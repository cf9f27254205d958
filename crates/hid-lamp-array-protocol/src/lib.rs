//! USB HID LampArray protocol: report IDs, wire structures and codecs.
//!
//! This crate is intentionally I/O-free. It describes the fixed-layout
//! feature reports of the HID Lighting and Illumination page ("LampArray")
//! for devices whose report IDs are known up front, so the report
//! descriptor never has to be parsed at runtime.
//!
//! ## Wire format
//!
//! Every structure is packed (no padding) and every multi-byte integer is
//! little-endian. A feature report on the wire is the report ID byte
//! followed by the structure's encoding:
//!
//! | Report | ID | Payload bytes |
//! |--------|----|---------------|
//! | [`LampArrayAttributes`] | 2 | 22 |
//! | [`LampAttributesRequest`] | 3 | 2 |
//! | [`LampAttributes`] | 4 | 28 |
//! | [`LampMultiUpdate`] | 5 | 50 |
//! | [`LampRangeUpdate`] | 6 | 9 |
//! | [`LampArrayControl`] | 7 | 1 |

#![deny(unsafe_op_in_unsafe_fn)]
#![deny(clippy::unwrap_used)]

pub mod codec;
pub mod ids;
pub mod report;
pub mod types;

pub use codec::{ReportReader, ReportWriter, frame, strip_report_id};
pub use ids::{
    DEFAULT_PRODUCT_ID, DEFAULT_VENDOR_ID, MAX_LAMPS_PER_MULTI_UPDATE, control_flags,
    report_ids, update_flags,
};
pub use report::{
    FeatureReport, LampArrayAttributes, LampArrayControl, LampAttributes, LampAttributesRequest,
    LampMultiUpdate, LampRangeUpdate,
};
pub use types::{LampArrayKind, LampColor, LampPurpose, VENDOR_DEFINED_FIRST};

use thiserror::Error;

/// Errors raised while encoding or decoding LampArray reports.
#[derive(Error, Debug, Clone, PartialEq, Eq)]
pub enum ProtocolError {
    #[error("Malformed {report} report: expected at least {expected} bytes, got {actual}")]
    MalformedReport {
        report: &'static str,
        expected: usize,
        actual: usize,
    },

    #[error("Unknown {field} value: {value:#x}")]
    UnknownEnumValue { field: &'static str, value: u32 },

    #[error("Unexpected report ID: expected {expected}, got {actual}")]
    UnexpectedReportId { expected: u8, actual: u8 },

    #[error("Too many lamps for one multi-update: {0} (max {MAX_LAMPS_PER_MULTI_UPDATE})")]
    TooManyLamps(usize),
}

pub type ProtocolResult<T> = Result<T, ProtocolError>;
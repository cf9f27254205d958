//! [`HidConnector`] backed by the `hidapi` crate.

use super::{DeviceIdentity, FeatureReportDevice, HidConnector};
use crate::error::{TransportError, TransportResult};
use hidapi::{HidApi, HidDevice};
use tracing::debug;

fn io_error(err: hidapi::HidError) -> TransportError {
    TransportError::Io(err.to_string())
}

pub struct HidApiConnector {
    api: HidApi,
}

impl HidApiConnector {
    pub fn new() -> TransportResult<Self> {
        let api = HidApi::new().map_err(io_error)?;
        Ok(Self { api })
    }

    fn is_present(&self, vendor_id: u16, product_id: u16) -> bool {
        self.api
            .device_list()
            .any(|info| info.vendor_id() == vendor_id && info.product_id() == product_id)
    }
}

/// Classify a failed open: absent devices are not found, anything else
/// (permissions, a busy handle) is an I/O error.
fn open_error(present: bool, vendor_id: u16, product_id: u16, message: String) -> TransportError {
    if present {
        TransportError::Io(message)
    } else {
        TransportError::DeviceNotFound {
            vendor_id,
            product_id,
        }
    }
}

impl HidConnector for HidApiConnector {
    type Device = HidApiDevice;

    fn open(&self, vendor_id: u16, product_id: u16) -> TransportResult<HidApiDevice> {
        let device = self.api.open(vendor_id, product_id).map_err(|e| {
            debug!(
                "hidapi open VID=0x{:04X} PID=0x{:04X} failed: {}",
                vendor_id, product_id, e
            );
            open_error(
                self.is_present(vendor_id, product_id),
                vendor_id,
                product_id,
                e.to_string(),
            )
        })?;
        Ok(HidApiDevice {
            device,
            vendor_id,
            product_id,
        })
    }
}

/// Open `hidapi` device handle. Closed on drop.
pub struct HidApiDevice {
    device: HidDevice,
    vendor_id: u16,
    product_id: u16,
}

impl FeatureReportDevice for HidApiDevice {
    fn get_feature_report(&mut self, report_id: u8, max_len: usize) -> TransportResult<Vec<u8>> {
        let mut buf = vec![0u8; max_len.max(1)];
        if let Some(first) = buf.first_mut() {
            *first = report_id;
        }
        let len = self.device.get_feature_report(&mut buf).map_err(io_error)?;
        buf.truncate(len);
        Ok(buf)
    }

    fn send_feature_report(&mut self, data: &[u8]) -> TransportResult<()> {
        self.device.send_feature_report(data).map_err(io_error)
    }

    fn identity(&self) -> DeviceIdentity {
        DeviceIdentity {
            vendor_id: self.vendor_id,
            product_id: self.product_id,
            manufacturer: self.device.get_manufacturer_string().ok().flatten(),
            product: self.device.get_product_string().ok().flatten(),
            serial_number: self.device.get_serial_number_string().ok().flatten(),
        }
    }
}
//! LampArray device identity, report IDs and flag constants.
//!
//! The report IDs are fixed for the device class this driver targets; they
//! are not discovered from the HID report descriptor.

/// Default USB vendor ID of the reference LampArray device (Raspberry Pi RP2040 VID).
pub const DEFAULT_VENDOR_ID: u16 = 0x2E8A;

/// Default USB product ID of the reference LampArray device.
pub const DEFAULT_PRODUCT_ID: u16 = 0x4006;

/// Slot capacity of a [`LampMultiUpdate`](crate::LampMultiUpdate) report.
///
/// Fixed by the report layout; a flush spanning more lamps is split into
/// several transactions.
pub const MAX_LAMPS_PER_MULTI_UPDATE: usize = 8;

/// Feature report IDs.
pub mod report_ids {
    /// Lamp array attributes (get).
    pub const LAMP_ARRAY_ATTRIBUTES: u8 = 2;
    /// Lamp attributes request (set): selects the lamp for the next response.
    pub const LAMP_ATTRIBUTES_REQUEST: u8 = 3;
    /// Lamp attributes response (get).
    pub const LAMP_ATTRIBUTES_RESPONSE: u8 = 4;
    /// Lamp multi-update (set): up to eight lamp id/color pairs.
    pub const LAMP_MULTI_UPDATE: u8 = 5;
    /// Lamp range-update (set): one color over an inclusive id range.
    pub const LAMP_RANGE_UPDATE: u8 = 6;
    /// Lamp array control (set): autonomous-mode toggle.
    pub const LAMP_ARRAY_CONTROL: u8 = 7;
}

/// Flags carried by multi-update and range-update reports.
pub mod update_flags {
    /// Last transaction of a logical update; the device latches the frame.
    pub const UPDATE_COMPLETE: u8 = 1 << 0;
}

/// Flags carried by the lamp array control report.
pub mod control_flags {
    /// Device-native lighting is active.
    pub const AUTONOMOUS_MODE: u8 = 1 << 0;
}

═══

Task instructions:
Look through the records above and please copy every line in which the string "devices" occurs.

Problem solution:
//! for devices whose report IDs are known up front, so the report
/// Classify a failed open: absent devices are not found, anything else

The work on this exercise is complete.